The review by Dr. Marc Arbyn of the Unit of Cancer Epidemiology at the Belgian Cancer Centre in Brussels, and colleagues looked at 26 studies to see the effects of HPV vaccination on cervical pre-cancerous lesions. The results revealed that women who were initially negative for hrHPV or HPV 16/18 DNA had a lesser chance of getting these precancerous lesions. Further the vaccine administered to young women and adolescent girls did not cause any serious side effects, miscarriages, stillbirths or abnormalities in the baby.
Dr. Arbyn said that cervical cancer is the fourth most common cancer among women and nearly a million cases are diagnosed each year. Half a million women succumb to this cancer annually, he said.
This review is unique because despite several phase 1 and phase 2 clinical trial reports with HPV, this is the first time that results from all the important studies conducted with HPV vaccine have been combined to come to a systematic conclusion. While each of these studies looked at overlapping end points, this study looked at a comprehensive list of endpoints wrote the researchers. Authors hope that this review would provide “a template for reporting future results of prophylactic vaccination trials according to the different outcomes ... for different exposure groups.”

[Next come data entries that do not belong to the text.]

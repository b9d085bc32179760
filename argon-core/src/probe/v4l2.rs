//! V4L2 camera and M2M encoder enumeration

use std::collections::{BTreeSet, HashMap};

use ffmpeg_next::codec;
use ffmpeg_next::format::Pixel;
use tracing::{debug, trace};
use v4l::capability::Flags;
use v4l::video::{Capture, Output};
use v4l::Device;
use v4l::FourCC;

use crate::pipeline::encoder::nice_pixfmt;
use crate::types::{
    short_hash, Dim, FrameSpec, SensorDirection, V4l2EncoderProps, VideoFormat, VideoFormatExt,
    VideoSourceKind, VideoSourceProps,
};

/// Map a V4L2 fourcc to the codec FFmpeg would assign it
fn fourcc_codec(fourcc: FourCC) -> codec::Id {
    match &fourcc.repr {
        b"H264" => codec::Id::H264,
        b"YUYV" | b"UYVY" | b"NV12" | b"NV21" | b"YU12" | b"422P" | b"GREY" | b"RGB3"
        | b"BGR3" | b"BGR4" | b"RGB4" => codec::Id::RAWVIDEO,
        _ => codec::Id::None,
    }
}

/// Map a raw V4L2 fourcc to an FFmpeg pixel format
fn fourcc_pixfmt(fourcc: FourCC) -> Pixel {
    match &fourcc.repr {
        b"YUYV" => Pixel::YUYV422,
        b"UYVY" => Pixel::UYVY422,
        b"NV12" => Pixel::NV12,
        b"NV21" => Pixel::NV21,
        b"YU12" => Pixel::YUV420P,
        b"422P" => Pixel::YUV422P,
        b"GREY" => Pixel::GRAY8,
        b"RGB3" => Pixel::RGB24,
        b"BGR3" => Pixel::BGR24,
        b"BGR4" => Pixel::BGRA,
        b"RGB4" => Pixel::ARGB,
        b"H264" => Pixel::YUV420P,
        _ => Pixel::None,
    }
}

fn might_be_camera(flags: Flags) -> bool {
    flags.contains(Flags::VIDEO_CAPTURE) || flags.contains(Flags::VIDEO_CAPTURE_MPLANE)
}

fn might_be_m2m_encoder(flags: Flags) -> bool {
    !might_be_camera(flags)
        && (flags.contains(Flags::VIDEO_M2M) || flags.contains(Flags::VIDEO_M2M_MPLANE))
}

/// Sensor direction derived from the card string; most UVC devices do
/// not expose one.
fn direction_from_card(card: &str) -> SensorDirection {
    let lower = card.to_lowercase();
    if lower.contains("front") {
        SensorDirection::Front
    } else if lower.contains("back") || lower.contains("rear") {
        SensorDirection::Back
    } else {
        SensorDirection::Unknown
    }
}

fn frame_specs(dev: &Device, fourcc: FourCC) -> Vec<FrameSpec> {
    let mut specs = Vec::new();

    let Ok(sizes) = Capture::enum_framesizes(dev, fourcc) else {
        return specs;
    };

    for size in sizes {
        // stepwise ranges are not enumerable as capability tuples
        let v4l::framesize::FrameSizeEnum::Discrete(discrete) = size.size else {
            continue;
        };

        let mut framerates = BTreeSet::new();
        if let Ok(intervals) =
            Capture::enum_frameintervals(dev, fourcc, discrete.width, discrete.height)
        {
            for fi in intervals {
                if let v4l::frameinterval::FrameIntervalEnum::Discrete(f) = fi.interval {
                    if f.numerator == 1 {
                        framerates.insert(f.denominator);
                    }
                }
            }
        }
        if !framerates.is_empty() {
            specs.push(FrameSpec {
                dim: Dim::new(discrete.width, discrete.height),
                framerates,
            });
        }
    }

    // Largest frame size first; the head of the list is what gets chosen.
    specs.sort_by(|a, b| b.dim.cmp(&a.dim));
    specs
}

fn capture_formats(dev: &Device, only_nice: bool) -> (Vec<VideoFormatExt>, Vec<VideoFormatExt>) {
    let mut raw = Vec::new();
    let mut compressed = Vec::new();

    let Ok(descriptions) = Capture::enum_formats(dev) else {
        return (raw, compressed);
    };

    for desc in descriptions {
        let codec_id = fourcc_codec(desc.fourcc);
        if codec_id == codec::Id::None {
            trace!("skipping v4l2 format: {}", desc.fourcc);
            continue;
        }

        let pixfmt = fourcc_pixfmt(desc.fourcc);
        if pixfmt == Pixel::None {
            continue;
        }

        let specs = frame_specs(dev, desc.fourcc);
        if specs.is_empty() {
            continue;
        }

        let format = VideoFormatExt {
            codec: codec_id,
            pixfmt,
            frame_specs: specs,
        };

        if codec_id == codec::Id::H264 {
            compressed.push(format);
        } else if !only_nice || nice_pixfmt(pixfmt) {
            raw.push(format);
        }
    }

    (raw, compressed)
}

/// Enumerate cameras; one source per physical device (deduplicated by
/// bus info), plus a separate compressed source for devices that can
/// deliver H.264 directly.
pub(crate) fn detect_v4l2_sources(only_nice: bool) -> HashMap<String, VideoSourceProps> {
    debug!("v4l2 source detection started");

    // bus info => props, so multi-node devices collapse into one entry
    let mut cards: HashMap<String, VideoSourceProps> = HashMap::new();
    let mut compressed_cards: HashMap<String, VideoSourceProps> = HashMap::new();

    for node in v4l::context::enum_devices() {
        let path = node.path().to_path_buf();
        let Ok(dev) = Device::with_path(&path) else {
            continue;
        };
        let Ok(caps) = dev.query_caps() else {
            continue;
        };
        if !might_be_camera(caps.capabilities) {
            continue;
        }

        debug!(
            "found v4l2 dev: file={}, card={}, caps={:?}",
            path.display(),
            caps.card,
            caps.capabilities
        );

        let (raw, compressed) = capture_formats(&dev, only_nice);
        let direction = direction_from_card(&caps.card);

        if !raw.is_empty() && !cards.contains_key(&caps.bus) {
            let props = VideoSourceProps {
                kind: VideoSourceKind::CamRaw,
                name: format!("cam-{:03}", short_hash(&caps.card)),
                friendly_name: caps.card.clone(),
                dev: path.display().to_string(),
                orientation: raw[0].frame_specs[0].dim.orientation(),
                sensor_direction: direction,
                formats: raw,
                ..Default::default()
            };
            debug!("v4l2 source found: {} ({})", props.name, props.friendly_name);
            cards.insert(caps.bus.clone(), props);
        }

        if !compressed.is_empty() && !compressed_cards.contains_key(&caps.bus) {
            let name = match direction {
                SensorDirection::Front => "front".to_string(),
                SensorDirection::Back => "back".to_string(),
                SensorDirection::Unknown => format!("camh-{:03}", short_hash(&caps.card)),
            };
            let props = VideoSourceProps {
                kind: VideoSourceKind::CamH264,
                name,
                friendly_name: format!("{} (H.264)", caps.card),
                dev: path.display().to_string(),
                orientation: compressed[0].frame_specs[0].dim.orientation(),
                sensor_direction: direction,
                formats: compressed,
                ..Default::default()
            };
            debug!("v4l2 h264 source found: {}", props.name);
            compressed_cards.insert(caps.bus, props);
        }
    }

    let mut sources: HashMap<String, VideoSourceProps> = HashMap::new();
    for props in cards.into_values().chain(compressed_cards.into_values()) {
        sources.entry(props.name.clone()).or_insert(props);
    }

    debug!("v4l2 source detection completed: {} sources", sources.len());
    sources
}

/// Enumerate V4L2 memory-to-memory devices that encode to H.264
pub(crate) fn detect_v4l2_encoders() -> Vec<V4l2EncoderProps> {
    debug!("v4l2 encoder detection started");

    let mut encoders = Vec::new();

    for node in v4l::context::enum_devices() {
        let path = node.path().to_path_buf();
        let Ok(dev) = Device::with_path(&path) else {
            continue;
        };
        let Ok(caps) = dev.query_caps() else {
            continue;
        };
        if !might_be_m2m_encoder(caps.capabilities) {
            continue;
        }

        // The CAPTURE queue must produce H.264, otherwise this M2M device
        // is a scaler or a decoder.
        let produces_h264 = Capture::enum_formats(&dev)
            .map(|fmts| fmts.iter().any(|f| fourcc_codec(f.fourcc) == codec::Id::H264))
            .unwrap_or(false);
        if !produces_h264 {
            debug!("v4l2 m2m device does not produce h264: {}", path.display());
            continue;
        }

        let mut formats = Vec::new();
        if let Ok(fmts) = Output::enum_formats(&dev) {
            for f in fmts {
                let codec_id = fourcc_codec(f.fourcc);
                let pixfmt = fourcc_pixfmt(f.fourcc);
                if codec_id == codec::Id::RAWVIDEO && pixfmt != Pixel::None {
                    formats.push(VideoFormat {
                        codec: codec_id,
                        pixfmt,
                    });
                }
            }
        }

        if !formats.is_empty() {
            debug!("found v4l2 encoder: {}", path.display());
            encoders.push(V4l2EncoderProps {
                dev: path.display().to_string(),
                formats,
            });
        }
    }

    debug!("v4l2 encoder detection completed: {} encoders", encoders.len());
    encoders
}

#[cfg(test)]
mod tests {
    use super::*;

    #[test]
    fn test_fourcc_mapping() {
        assert_eq!(fourcc_codec(FourCC::new(b"YUYV")), codec::Id::RAWVIDEO);
        assert_eq!(fourcc_codec(FourCC::new(b"H264")), codec::Id::H264);
        assert_eq!(fourcc_codec(FourCC::new(b"JPEG")), codec::Id::None);
        assert_eq!(fourcc_pixfmt(FourCC::new(b"NV12")), Pixel::NV12);
    }

    #[test]
    fn test_direction_from_card() {
        assert_eq!(
            direction_from_card("Front Camera: Integrated"),
            SensorDirection::Front
        );
        assert_eq!(direction_from_card("Rear module"), SensorDirection::Back);
        assert_eq!(
            direction_from_card("HD Webcam C920"),
            SensorDirection::Unknown
        );
    }
}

The authors state that they were specifically looking at protection of the bivalent vaccine targeting HPV 16/18. This strain is responsible for 70 percent of all cervical cancer cases. Another vaccine under their scanner was the quadrivalent vaccine that also protects against HPV infections leading to genital warts.
All in all the review looked at over 73,000 participants. Among the 26 studies, 10 trials looked at the patients for an average of 1.3 to 8 years after vaccination. These checked the patients for cervical intraepithelial neoplasm and adenocarcinoma in-situ (CIN/AIS) – both early cancer stages. These studies were small and conducted for a shorter period of time wrote the researchers.

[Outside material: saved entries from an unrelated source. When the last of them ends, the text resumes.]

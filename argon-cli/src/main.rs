//! Argon CLI
//!
//! Single-host HTTP media-streaming gateway for cameras, screens and
//! audio.
//!
//! # Usage
//!
//! ```bash
//! # List available sources
//! argon --list-sources
//!
//! # Serve a camera as fragmented MP4 on port 8080
//! argon --port 8080 --default-video-source cam-017
//! ```

use anyhow::Result;
use clap::Parser;
use tracing_subscriber::EnvFilter;

use argon_core::settings::Settings;
use argon_core::types::{StreamFormat, VideoEncoderKind, VideoOrientation};
use argon_core::Gateway;

/// HTTP media-streaming gateway for cameras, screens and audio
#[derive(Parser)]
#[command(name = "argon")]
#[command(version)]
#[command(about, long_about = None)]
#[command(after_help = "URL format:\n  \
    Web interface URL\n   http://[address]:[port]/[url-path]\n  \
    Control URL\n   http://[address]:[port]/[url-path]/ctrl/[cmd]\n   (cmds: info)\n  \
    Stream URL\n   http://[address]:[port]/[url-path]/stream?[param1]=[value1]&[paramN]=[valueN]\n   \
    (params: stream-format, video-source, audio-source, audio-volume, audio-source-muted, video-orientation)")]
struct Cli {
    /// A path portion of URL. Server rejects requests with invalid
    /// path. If path is not given it will be generated.
    #[arg(short = 'u', long, default_value = "")]
    url_path: String,

    /// Listening port. Port 0 means any port.
    #[arg(short = 'p', long, default_value_t = 0)]
    port: u16,

    /// IP address to listen on. Missing or 0.0.0.0 means listen for
    /// requests on all available interfaces.
    #[arg(short = 'a', long, default_value = "")]
    address: String,

    /// Network interface to listen on. This option works only when
    /// --address is not set.
    #[arg(short = 'i', long, default_value = "")]
    ifname: String,

    /// Set the default stream format. Supported formats: mp4, mpegts,
    /// mp3.
    #[arg(long, default_value = "mp4")]
    default_stream_format: String,

    /// Set the id of default video source. Use --list-video-sources to
    /// get available sources. Missing or empty means that by default
    /// video is disabled.
    #[arg(long, default_value = "")]
    default_video_source: String,

    /// Set the id of default audio source. Use --list-audio-sources to
    /// get available sources. Missing or empty means that by default
    /// audio is disabled.
    #[arg(long, default_value = "")]
    default_audio_source: String,

    /// Set the default video orientation. Supported orientations:
    /// auto, landscape, inverted-landscape, portrait, inverted-portrait.
    #[arg(long, default_value = "auto")]
    default_video_orientation: String,

    /// Set the default audio volume. Valid values are in a range
    /// 0.0-10.0. Value 0 mutes the audio. Value 1 means volume is not
    /// changed.
    #[arg(long, default_value_t = 1.0)]
    default_audio_volume: f32,

    /// By default the followed playback stream stays audible. When
    /// enabled, the captured application is muted while casting.
    #[arg(long, default_value_t = false)]
    default_audio_source_muted: bool,

    /// URL parameters in a request are ignored. Only default options
    /// are used.
    #[arg(long, default_value_t = false)]
    ignore_url_params: bool,

    /// Show all video and audio sources detected.
    #[arg(long, default_value_t = false)]
    list_sources: bool,

    /// Show all video sources detected.
    #[arg(long, default_value_t = false)]
    list_video_sources: bool,

    /// Show all audio sources detected.
    #[arg(long, default_value_t = false)]
    list_audio_sources: bool,

    /// Requests for web interface are ignored. Only stream requests are
    /// accepted.
    #[arg(long, default_value_t = false)]
    disable_web_ui: bool,

    /// Requests to control API are ignored. Web UI cannot work when
    /// API is disabled.
    #[arg(long, default_value_t = false)]
    disable_ctrl_api: bool,

    /// Print (to stdout) details of every request received.
    #[arg(long, default_value_t = false)]
    log_requests: bool,

    /// File where details of every received request are logged.
    #[arg(long, default_value = "")]
    log_file: String,

    /// Force specific video encoder. Supported values: auto, nvenc,
    /// v4l2, x264.
    #[arg(long, default_value = "auto")]
    video_encoder: String,

    /// Configuration file. When the file doesn't exist, it is created
    /// based on command-line options provided. Configuration file takes
    /// precedence over any conflicting command-line options.
    #[arg(short = 'c', long, default_value = "")]
    config_file: String,

    /// Enable debugging logs (stderr).
    #[arg(short = 'd', long, default_value_t = false)]
    debug: bool,

    /// File where debugging logs are written when --debug is enabled
    /// (instead of stderr).
    #[arg(long, default_value = "")]
    debug_file: String,
}

fn settings_from_cli(cli: &Cli) -> Result<Settings> {
    let stream_format = StreamFormat::from_str_opt(cli.default_stream_format.trim())
        .ok_or_else(|| anyhow::anyhow!("invalid option: default-stream-format"))?;
    let video_orientation = VideoOrientation::from_str_opt(cli.default_video_orientation.trim())
        .ok_or_else(|| anyhow::anyhow!("invalid option: default-video-orientation"))?;
    let video_encoder = VideoEncoderKind::from_str_opt(cli.video_encoder.trim())
        .ok_or_else(|| anyhow::anyhow!("invalid option: video-encoder"))?;

    let settings = Settings {
        url_path: cli.url_path.clone(),
        address: cli.address.clone(),
        ifname: cli.ifname.clone(),
        port: cli.port,
        video_encoder,
        stream_format,
        video_source: cli.default_video_source.clone(),
        audio_source: cli.default_audio_source.clone(),
        audio_volume: cli.default_audio_volume,
        video_orientation,
        audio_source_muted: cli.default_audio_source_muted,
        ignore_url_params: cli.ignore_url_params,
        disable_web_ui: cli.disable_web_ui,
        disable_ctrl_api: cli.disable_ctrl_api,
        log_requests: cli.log_requests,
        log_file: cli.log_file.clone(),
        config_file: cli.config_file.clone(),
        debug: cli.debug,
        debug_file: cli.debug_file.clone(),
    };

    Ok(settings.finalize()?)
}

fn init_logging(debug: bool, debug_file: &str) -> Result<()> {
    let level = if debug { "debug" } else { "warn" };
    let filter = EnvFilter::try_from_default_env()
        .unwrap_or_else(|_| EnvFilter::new(format!("argon_core={level},argon_cli={level}")));

    if debug && !debug_file.is_empty() {
        let file = std::fs::OpenOptions::new()
            .create(true)
            .append(true)
            .open(debug_file)?;
        tracing_subscriber::fmt()
            .with_env_filter(filter)
            .with_writer(file)
            .with_ansi(false)
            .init();
    } else {
        tracing_subscriber::fmt()
            .with_env_filter(filter)
            .with_writer(std::io::stderr)
            .init();
    }

    Ok(())
}

fn run() -> Result<()> {
    let cli = Cli::parse();

    init_logging(cli.debug, &cli.debug_file)?;

    if cli.list_sources {
        println!("Video sources:\n{}", argon_core::video_sources_table());
        println!("Audio sources:\n{}", argon_core::audio_sources_table()?);
        return Ok(());
    }
    if cli.list_video_sources {
        println!("Video sources:\n{}", argon_core::video_sources_table());
        return Ok(());
    }
    if cli.list_audio_sources {
        println!("Audio sources:\n{}", argon_core::audio_sources_table()?);
        return Ok(());
    }

    let settings = settings_from_cli(&cli)?;

    let mut gateway = Gateway::new(settings);

    let queue = gateway.queue();
    ctrlc::set_handler(move || {
        queue.enqueue(argon_core::Event::StopServer);
    })?;

    gateway.run()?;
    Ok(())
}

fn main() {
    if let Err(e) = run() {
        eprintln!("Error: {e}");
        std::process::exit(1);
    }
}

They noted that when the girls and young women were hrHPV-negative at the start of the study, the vaccine lowered CIN2+ and CIN3+ and reduced risk of AIS with moderate certainty. CIN2+ associated with HPV 16/18 was also reduced with the vaccines. This was however more prominent among women aged 24 years or less. If the vaccines were administered between ages 25 and 45, they noted, the risks of CIN2+ associated with HPV 16/18 and any CIN2+ were similar between vaccinated and non-vaccinated women. They recommend vaccinating girls and women between ages 15 and 26 years for best protection.
The World Health Organization recommends vaccination against HPV for girls as well as boys between ages 9 and 14. These guidelines are similar in most countries. This review looked at effects on young girls and did not explore the protective effects of the vaccine on boys.